Exercise instructions » Lines of the material that include the string "ChainIntegrityViolation" should be returned.

= = = = = = =

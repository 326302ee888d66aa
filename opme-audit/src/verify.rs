//! Chain verification shared by the trail and by export bundles.

use std::fmt;

use serde::{Deserialize, Serialize};

use crate::block::{AuditBlock, BlockHash};
use crate::canonical::compute_block_hash;

/// How a chain is broken.
#[derive(Debug, Clone, Copy, PartialEq, Eq, Serialize, Deserialize)]
#[serde(rename_all = "snake_case")]
pub enum ViolationKind {
    /// A block's stored hash differs from the hash of its content.
    HashMismatch,
    /// A block doesn't follow its predecessor: wrong index, or a
    /// `previous_hash` that isn't the predecessor's hash.
    LinkageMismatch,
}

impl fmt::Display for ViolationKind {
    fn fmt(&self, f: &mut fmt::Formatter<'_>) -> fmt::Result {
        match self {
            ViolationKind::HashMismatch => f.write_str("hash mismatch"),
            ViolationKind::LinkageMismatch => f.write_str("linkage mismatch"),
        }
    }
}

/// The first break found in a chain.
#[derive(Debug, Clone, PartialEq, Eq, Serialize, Deserialize)]
pub struct ChainIntegrityViolation {
    /// Chain position where the break was found.
    pub index: u64,
    pub kind: ViolationKind,
    pub detail: String,
}

impl ChainIntegrityViolation {
    pub fn hash_mismatch(index: u64, detail: impl Into<String>) -> Self {
        Self {
            index,
            kind: ViolationKind::HashMismatch,
            detail: detail.into(),
        }
    }

    pub fn linkage_mismatch(index: u64, detail: impl Into<String>) -> Self {
        Self {
            index,
            kind: ViolationKind::LinkageMismatch,
            detail: detail.into(),
        }
    }
}

impl fmt::Display for ChainIntegrityViolation {
    fn fmt(&self, f: &mut fmt::Formatter<'_>) -> fmt::Result {
        write!(f, "{} at block {}: {}", self.kind, self.index, self.detail)
    }
}

/// Outcome of a verification.
#[derive(Debug, Clone, PartialEq, Eq, Serialize, Deserialize)]
#[serde(tag = "status", rename_all = "snake_case")]
pub enum VerificationResult {
    Intact {
        from: u64,
        /// Last block checked; `None` when the range was empty.
        to: Option<u64>,
        blocks_checked: u64,
        /// Recomputed hash of the last block checked, or the genesis
        /// sentinel when nothing was checked.
        tip_hash: BlockHash,
    },
    Violated(ChainIntegrityViolation),
}

impl VerificationResult {
    /// An empty range starting at `from`.
    pub fn empty(from: u64) -> Self {
        VerificationResult::Intact {
            from,
            to: None,
            blocks_checked: 0,
            tip_hash: BlockHash::GENESIS,
        }
    }

    pub fn is_intact(&self) -> bool {
        matches!(self, VerificationResult::Intact { .. })
    }

    pub fn violation(&self) -> Option<&ChainIntegrityViolation> {
        match self {
            VerificationResult::Violated(v) => Some(v),
            VerificationResult::Intact { .. } => None,
        }
    }
}

/// Number of positions in `from..=to`; `None` when `from > to` or the count
/// doesn't fit in a `u64`.
pub fn range_len(from: u64, to: u64) -> Option<u64> {
    to.checked_sub(from)?.checked_add(1)
}

/// Recompute a block's hash, reporting an unencodable block as a hash
/// mismatch at its position.
pub fn recompute(block: &AuditBlock, position: u64) -> Result<BlockHash, ChainIntegrityViolation> {
    compute_block_hash(block)
        .map_err(|e| ChainIntegrityViolation::hash_mismatch(position, e.to_string()))
}

/// Verify consecutive blocks starting at chain position `from`.
///
/// `anchor` is the recomputed hash of block `from - 1`, or the genesis
/// sentinel when `from` is 0. For each block, in order:
///
/// 1. its content must hash to its stored `hash`;
/// 2. its index must be the expected position;
/// 3. its `previous_hash` must equal the recomputed hash of the block before.
///
/// Returns the recomputed hash of the last block (or `anchor` when `blocks`
/// is empty), or the first violation.
pub fn verify_blocks(
    blocks: &[AuditBlock],
    from: u64,
    anchor: BlockHash,
) -> Result<BlockHash, ChainIntegrityViolation> {
    let mut previous = anchor;
    for (offset, block) in blocks.iter().enumerate() {
        let Some(expected_index) = u64::try_from(offset)
            .ok()
            .and_then(|offset| from.checked_add(offset))
        else {
            return Err(ChainIntegrityViolation::linkage_mismatch(
                u64::MAX,
                format!("block {} past position {} has no valid index", offset, from),
            ));
        };
        let recomputed = recompute(block, expected_index)?;
        if recomputed != block.hash {
            return Err(ChainIntegrityViolation::hash_mismatch(
                expected_index,
                format!("stored {}, content hashes to {}", block.hash, recomputed),
            ));
        }
        if block.index != expected_index {
            return Err(ChainIntegrityViolation::linkage_mismatch(
                expected_index,
                format!("expected index {}, found {}", expected_index, block.index),
            ));
        }
        if block.previous_hash != previous {
            return Err(ChainIntegrityViolation::linkage_mismatch(
                expected_index,
                format!(
                    "previous_hash {} does not match predecessor {}",
                    block.previous_hash, previous
                ),
            ));
        }
        previous = recomputed;
    }
    Ok(previous)
}

#[cfg(test)]
mod tests {
    use super::*;
    use crate::block::{ActionType, AppendRequest};
    use crate::payload::AuditPayload;
    use chrono::Utc;

    fn chain(len: u32) -> Vec<AuditBlock> {
        let mut blocks: Vec<AuditBlock> = Vec::new();
        for n in 0..len {
            let head = blocks.last().map(AuditBlock::head);
            let request = AppendRequest::new(
                ActionType::Access,
                "patient_record",
                format!("PR-{n}"),
                "user:nurse.li",
                AuditPayload::Access {
                    resource: "implant_history".to_string(),
                    purpose: None,
                },
            );
            blocks.push(AuditBlock::next(head, Utc::now(), request).unwrap());
        }
        blocks
    }

    #[test]
    fn test_intact_chain() {
        let blocks = chain(4);
        let tip = verify_blocks(&blocks, 0, BlockHash::GENESIS).unwrap();
        assert_eq!(tip, blocks[3].hash);
    }

    #[test]
    fn test_empty_slice_returns_anchor() {
        let anchor = BlockHash([7; 32]);
        assert_eq!(verify_blocks(&[], 3, anchor).unwrap(), anchor);
    }

    #[test]
    fn test_sub_range_with_anchor() {
        let blocks = chain(5);
        let anchor = compute_block_hash(&blocks[1]).unwrap();
        assert!(verify_blocks(&blocks[2..], 2, anchor).is_ok());
        assert!(verify_blocks(&blocks[2..], 2, BlockHash::GENESIS).is_err());
    }

    #[test]
    fn test_edited_field_is_hash_mismatch() {
        let mut blocks = chain(4);
        blocks[2].actor_id = "user:intruder".to_string();
        let v = verify_blocks(&blocks, 0, BlockHash::GENESIS).unwrap_err();
        assert_eq!(v.index, 2);
        assert_eq!(v.kind, ViolationKind::HashMismatch);
    }

    #[test]
    fn test_rehashed_edit_is_linkage_mismatch_downstream() {
        let mut blocks = chain(4);
        blocks[1].entity_id = "PR-forged".to_string();
        blocks[1].hash = compute_block_hash(&blocks[1]).unwrap();
        let v = verify_blocks(&blocks, 0, BlockHash::GENESIS).unwrap_err();
        assert_eq!(v.index, 2);
        assert_eq!(v.kind, ViolationKind::LinkageMismatch);
    }

    #[test]
    fn test_removed_block_is_linkage_mismatch() {
        let mut blocks = chain(4);
        blocks.remove(1);
        let v = verify_blocks(&blocks, 0, BlockHash::GENESIS).unwrap_err();
        assert_eq!(v.index, 1);
        assert_eq!(v.kind, ViolationKind::LinkageMismatch);
    }

    #[test]
    fn test_swapped_blocks_are_linkage_mismatch() {
        let mut blocks = chain(4);
        blocks.swap(1, 2);
        let v = verify_blocks(&blocks, 0, BlockHash::GENESIS).unwrap_err();
        assert_eq!(v.index, 1);
        assert_eq!(v.kind, ViolationKind::LinkageMismatch);
    }

    #[test]
    fn test_unknown_canon_version_is_hash_mismatch() {
        let mut blocks = chain(2);
        blocks[1].canon_version = 9;
        let v = verify_blocks(&blocks, 0, BlockHash::GENESIS).unwrap_err();
        assert_eq!(v.index, 1);
        assert_eq!(v.kind, ViolationKind::HashMismatch);
        assert!(v.to_string().contains("canon version 9"));
    }

    #[test]
    fn test_range_len() {
        assert_eq!(range_len(2, 4), Some(3));
        assert_eq!(range_len(7, 7), Some(1));
        assert_eq!(range_len(5, 4), None);
        assert_eq!(range_len(0, u64::MAX), None);
        assert_eq!(range_len(1, u64::MAX), Some(u64::MAX));
    }

    #[test]
    fn test_positions_past_u64_max_are_linkage_breaks() {
        let request = || {
            AppendRequest::new(
                ActionType::Access,
                "patient_record",
                "PR-0",
                "user:nurse.li",
                AuditPayload::note("rollover"),
            )
        };
        let last = AuditBlock::seal(u64::MAX, BlockHash::GENESIS, Utc::now(), request()).unwrap();
        let beyond = AuditBlock::seal(0, last.hash, Utc::now(), request()).unwrap();

        let v = verify_blocks(&[last, beyond], u64::MAX, BlockHash::GENESIS).unwrap_err();
        assert_eq!(v.kind, ViolationKind::LinkageMismatch);
        assert_eq!(v.index, u64::MAX);
    }
}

= = = = = = =

Output for this task »
pub struct ChainIntegrityViolation {
impl ChainIntegrityViolation {
impl fmt::Display for ChainIntegrityViolation {
    Violated(ChainIntegrityViolation),
    pub fn violation(&self) -> Option<&ChainIntegrityViolation> {
pub fn recompute(block: &AuditBlock, position: u64) -> Result<BlockHash, ChainIntegrityViolation> {
        .map_err(|e| ChainIntegrityViolation::hash_mismatch(position, e.to_string()))
) -> Result<BlockHash, ChainIntegrityViolation> {
            return Err(ChainIntegrityViolation::linkage_mismatch(
            return Err(ChainIntegrityViolation::hash_mismatch(
            return Err(ChainIntegrityViolation::linkage_mismatch(
            return Err(ChainIntegrityViolation::linkage_mismatch(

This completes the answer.